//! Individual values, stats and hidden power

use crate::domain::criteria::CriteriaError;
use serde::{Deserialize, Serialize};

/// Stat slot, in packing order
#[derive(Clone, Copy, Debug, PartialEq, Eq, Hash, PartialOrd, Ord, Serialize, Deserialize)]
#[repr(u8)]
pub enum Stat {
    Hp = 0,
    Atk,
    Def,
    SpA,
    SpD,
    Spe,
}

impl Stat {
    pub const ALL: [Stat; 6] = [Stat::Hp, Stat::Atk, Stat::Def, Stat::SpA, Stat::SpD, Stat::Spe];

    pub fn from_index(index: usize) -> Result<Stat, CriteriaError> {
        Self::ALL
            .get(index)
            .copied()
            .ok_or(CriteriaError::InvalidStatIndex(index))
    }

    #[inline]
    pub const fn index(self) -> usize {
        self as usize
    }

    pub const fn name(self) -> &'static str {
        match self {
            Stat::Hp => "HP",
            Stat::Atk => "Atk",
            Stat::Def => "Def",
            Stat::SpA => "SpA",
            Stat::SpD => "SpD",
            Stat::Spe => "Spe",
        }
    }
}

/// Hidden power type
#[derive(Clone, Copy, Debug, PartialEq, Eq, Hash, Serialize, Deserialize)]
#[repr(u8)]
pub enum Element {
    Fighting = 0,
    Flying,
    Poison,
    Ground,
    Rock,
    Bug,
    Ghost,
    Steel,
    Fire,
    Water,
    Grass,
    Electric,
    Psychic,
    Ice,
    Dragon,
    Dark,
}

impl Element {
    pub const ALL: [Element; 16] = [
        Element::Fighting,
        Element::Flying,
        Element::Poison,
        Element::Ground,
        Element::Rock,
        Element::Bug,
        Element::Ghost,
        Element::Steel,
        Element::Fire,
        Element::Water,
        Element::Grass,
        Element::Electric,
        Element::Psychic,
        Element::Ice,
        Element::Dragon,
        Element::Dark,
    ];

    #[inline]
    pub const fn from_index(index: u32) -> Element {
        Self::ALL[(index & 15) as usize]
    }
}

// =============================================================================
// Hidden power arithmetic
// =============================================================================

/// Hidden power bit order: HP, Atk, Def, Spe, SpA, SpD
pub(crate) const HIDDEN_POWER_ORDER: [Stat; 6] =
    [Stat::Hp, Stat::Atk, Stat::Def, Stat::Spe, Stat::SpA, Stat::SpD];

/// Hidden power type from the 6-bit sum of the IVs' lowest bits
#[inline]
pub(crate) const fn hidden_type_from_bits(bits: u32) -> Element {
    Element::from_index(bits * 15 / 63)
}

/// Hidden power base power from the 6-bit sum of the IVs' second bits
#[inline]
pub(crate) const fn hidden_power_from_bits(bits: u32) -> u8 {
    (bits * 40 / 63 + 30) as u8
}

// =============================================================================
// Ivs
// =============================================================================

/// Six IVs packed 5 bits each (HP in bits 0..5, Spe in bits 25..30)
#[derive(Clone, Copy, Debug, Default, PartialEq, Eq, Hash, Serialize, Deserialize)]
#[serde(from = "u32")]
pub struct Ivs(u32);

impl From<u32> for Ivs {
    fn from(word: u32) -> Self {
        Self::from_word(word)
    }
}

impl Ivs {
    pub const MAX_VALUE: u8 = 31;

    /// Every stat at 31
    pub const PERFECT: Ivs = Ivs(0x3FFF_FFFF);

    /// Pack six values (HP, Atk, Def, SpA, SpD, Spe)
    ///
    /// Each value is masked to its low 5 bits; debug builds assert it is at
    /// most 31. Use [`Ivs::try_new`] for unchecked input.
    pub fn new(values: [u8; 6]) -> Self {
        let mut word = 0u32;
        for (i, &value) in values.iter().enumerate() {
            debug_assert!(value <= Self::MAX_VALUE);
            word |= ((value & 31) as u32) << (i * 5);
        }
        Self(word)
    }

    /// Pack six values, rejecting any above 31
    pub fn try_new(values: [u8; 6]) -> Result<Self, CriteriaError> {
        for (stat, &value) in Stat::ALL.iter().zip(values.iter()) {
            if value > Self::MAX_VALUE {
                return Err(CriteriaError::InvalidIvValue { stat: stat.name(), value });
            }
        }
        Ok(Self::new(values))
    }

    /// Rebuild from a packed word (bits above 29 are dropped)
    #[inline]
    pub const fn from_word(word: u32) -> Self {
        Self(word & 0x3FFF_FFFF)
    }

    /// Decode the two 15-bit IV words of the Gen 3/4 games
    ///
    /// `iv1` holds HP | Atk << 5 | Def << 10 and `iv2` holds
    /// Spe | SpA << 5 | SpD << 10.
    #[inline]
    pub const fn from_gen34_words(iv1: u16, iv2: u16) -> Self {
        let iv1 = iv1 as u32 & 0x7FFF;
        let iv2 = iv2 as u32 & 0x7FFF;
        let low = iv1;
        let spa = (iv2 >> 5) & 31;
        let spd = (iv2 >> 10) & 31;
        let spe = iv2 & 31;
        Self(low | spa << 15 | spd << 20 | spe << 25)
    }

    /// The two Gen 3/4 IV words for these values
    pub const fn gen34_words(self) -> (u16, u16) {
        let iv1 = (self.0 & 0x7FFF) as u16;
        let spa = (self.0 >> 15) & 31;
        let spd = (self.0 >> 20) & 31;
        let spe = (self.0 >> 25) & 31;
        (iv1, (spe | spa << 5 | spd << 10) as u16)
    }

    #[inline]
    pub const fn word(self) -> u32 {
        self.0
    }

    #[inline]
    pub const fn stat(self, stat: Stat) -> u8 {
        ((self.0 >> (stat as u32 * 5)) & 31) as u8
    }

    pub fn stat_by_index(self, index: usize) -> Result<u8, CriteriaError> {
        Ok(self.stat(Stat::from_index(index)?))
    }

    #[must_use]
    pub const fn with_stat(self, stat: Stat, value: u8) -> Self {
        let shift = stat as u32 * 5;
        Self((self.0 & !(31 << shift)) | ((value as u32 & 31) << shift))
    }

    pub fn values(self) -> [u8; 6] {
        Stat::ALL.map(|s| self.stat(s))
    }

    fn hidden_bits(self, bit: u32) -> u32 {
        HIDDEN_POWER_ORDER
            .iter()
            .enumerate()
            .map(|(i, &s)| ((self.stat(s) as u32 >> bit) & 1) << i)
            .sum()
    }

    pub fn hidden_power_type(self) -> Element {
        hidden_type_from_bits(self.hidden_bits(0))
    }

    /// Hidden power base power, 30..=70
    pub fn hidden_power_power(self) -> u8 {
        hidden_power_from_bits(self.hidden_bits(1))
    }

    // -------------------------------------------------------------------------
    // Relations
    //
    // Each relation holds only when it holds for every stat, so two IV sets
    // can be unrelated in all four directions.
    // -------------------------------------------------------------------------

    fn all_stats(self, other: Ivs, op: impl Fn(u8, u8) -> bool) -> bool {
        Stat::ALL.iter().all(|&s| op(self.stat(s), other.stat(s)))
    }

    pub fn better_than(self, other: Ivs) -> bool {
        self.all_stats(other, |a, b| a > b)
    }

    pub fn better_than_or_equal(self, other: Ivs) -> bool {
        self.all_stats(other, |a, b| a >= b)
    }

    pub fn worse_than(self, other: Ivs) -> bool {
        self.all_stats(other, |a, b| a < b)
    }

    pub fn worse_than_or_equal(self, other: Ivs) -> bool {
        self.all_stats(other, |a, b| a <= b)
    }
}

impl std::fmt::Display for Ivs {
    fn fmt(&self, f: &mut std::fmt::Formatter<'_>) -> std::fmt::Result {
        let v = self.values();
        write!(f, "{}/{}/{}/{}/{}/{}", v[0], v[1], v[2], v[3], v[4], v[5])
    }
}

* * * * * * *

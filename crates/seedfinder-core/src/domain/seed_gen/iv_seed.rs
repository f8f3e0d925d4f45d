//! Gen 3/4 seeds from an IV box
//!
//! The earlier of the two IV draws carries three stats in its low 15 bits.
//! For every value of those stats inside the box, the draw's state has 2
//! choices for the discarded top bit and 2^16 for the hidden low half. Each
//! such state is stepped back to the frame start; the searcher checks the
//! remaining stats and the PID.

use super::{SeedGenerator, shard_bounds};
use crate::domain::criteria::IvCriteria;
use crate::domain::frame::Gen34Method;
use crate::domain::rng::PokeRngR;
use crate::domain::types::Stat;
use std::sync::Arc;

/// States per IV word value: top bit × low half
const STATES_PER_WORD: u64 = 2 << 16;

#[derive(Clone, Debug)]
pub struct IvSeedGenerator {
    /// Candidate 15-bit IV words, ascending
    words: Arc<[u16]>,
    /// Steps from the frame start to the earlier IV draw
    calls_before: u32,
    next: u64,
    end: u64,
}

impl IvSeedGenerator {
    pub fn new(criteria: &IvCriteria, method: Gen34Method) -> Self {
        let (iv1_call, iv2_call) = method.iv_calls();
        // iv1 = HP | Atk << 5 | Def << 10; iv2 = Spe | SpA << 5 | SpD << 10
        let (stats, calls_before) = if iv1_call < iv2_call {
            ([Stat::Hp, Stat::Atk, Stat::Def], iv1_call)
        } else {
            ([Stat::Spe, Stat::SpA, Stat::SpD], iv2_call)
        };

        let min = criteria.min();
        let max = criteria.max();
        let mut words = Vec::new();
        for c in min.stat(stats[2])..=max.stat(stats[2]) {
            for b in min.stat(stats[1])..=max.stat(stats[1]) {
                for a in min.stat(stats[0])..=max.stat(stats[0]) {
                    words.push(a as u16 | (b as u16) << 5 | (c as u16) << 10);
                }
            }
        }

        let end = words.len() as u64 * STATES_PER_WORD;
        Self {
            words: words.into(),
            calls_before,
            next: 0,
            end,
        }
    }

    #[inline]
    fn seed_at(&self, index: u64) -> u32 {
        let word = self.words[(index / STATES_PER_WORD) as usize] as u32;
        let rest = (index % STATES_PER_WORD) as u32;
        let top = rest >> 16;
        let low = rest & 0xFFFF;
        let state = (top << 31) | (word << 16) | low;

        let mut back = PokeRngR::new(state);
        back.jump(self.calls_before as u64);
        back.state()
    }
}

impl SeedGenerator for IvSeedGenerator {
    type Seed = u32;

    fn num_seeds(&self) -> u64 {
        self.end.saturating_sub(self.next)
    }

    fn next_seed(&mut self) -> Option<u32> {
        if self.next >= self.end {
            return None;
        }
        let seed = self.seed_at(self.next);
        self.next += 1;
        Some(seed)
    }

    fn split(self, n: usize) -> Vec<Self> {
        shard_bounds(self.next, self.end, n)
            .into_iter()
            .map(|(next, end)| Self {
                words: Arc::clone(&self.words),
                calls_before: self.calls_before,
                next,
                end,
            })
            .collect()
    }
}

* * * * * * *

THE PROBLEM -
Reproduce exactly the lines of the records above from the one with "for unchecked input." to the one with "pub fn stat_by_index(self, index: usize)", both included, and leave out everything else.

EXERCISE RESPONSE -
    /// most 31. Use [`Ivs::try_new`] for unchecked input.
    pub fn new(values: [u8; 6]) -> Self {
        let mut word = 0u32;
        for (i, &value) in values.iter().enumerate() {
            debug_assert!(value <= Self::MAX_VALUE);
            word |= ((value & 31) as u32) << (i * 5);
        }
        Self(word)
    }

    /// Pack six values, rejecting any above 31
    pub fn try_new(values: [u8; 6]) -> Result<Self, CriteriaError> {
        for (stat, &value) in Stat::ALL.iter().zip(values.iter()) {
            if value > Self::MAX_VALUE {
                return Err(CriteriaError::InvalidIvValue { stat: stat.name(), value });
            }
        }
        Ok(Self::new(values))
    }

    /// Rebuild from a packed word (bits above 29 are dropped)
    #[inline]
    pub const fn from_word(word: u32) -> Self {
        Self(word & 0x3FFF_FFFF)
    }

    /// Decode the two 15-bit IV words of the Gen 3/4 games
    ///
    /// `iv1` holds HP | Atk << 5 | Def << 10 and `iv2` holds
    /// Spe | SpA << 5 | SpD << 10.
    #[inline]
    pub const fn from_gen34_words(iv1: u16, iv2: u16) -> Self {
        let iv1 = iv1 as u32 & 0x7FFF;
        let iv2 = iv2 as u32 & 0x7FFF;
        let low = iv1;
        let spa = (iv2 >> 5) & 31;
        let spd = (iv2 >> 10) & 31;
        let spe = iv2 & 31;
        Self(low | spa << 15 | spd << 20 | spe << 25)
    }

    /// The two Gen 3/4 IV words for these values
    pub const fn gen34_words(self) -> (u16, u16) {
        let iv1 = (self.0 & 0x7FFF) as u16;
        let spa = (self.0 >> 15) & 31;
        let spd = (self.0 >> 20) & 31;
        let spe = (self.0 >> 25) & 31;
        (iv1, (spe | spa << 5 | spd << 10) as u16)
    }

    #[inline]
    pub const fn word(self) -> u32 {
        self.0
    }

    #[inline]
    pub const fn stat(self, stat: Stat) -> u8 {
        ((self.0 >> (stat as u32 * 5)) & 31) as u8
    }

    pub fn stat_by_index(self, index: usize) -> Result<u8, CriteriaError> {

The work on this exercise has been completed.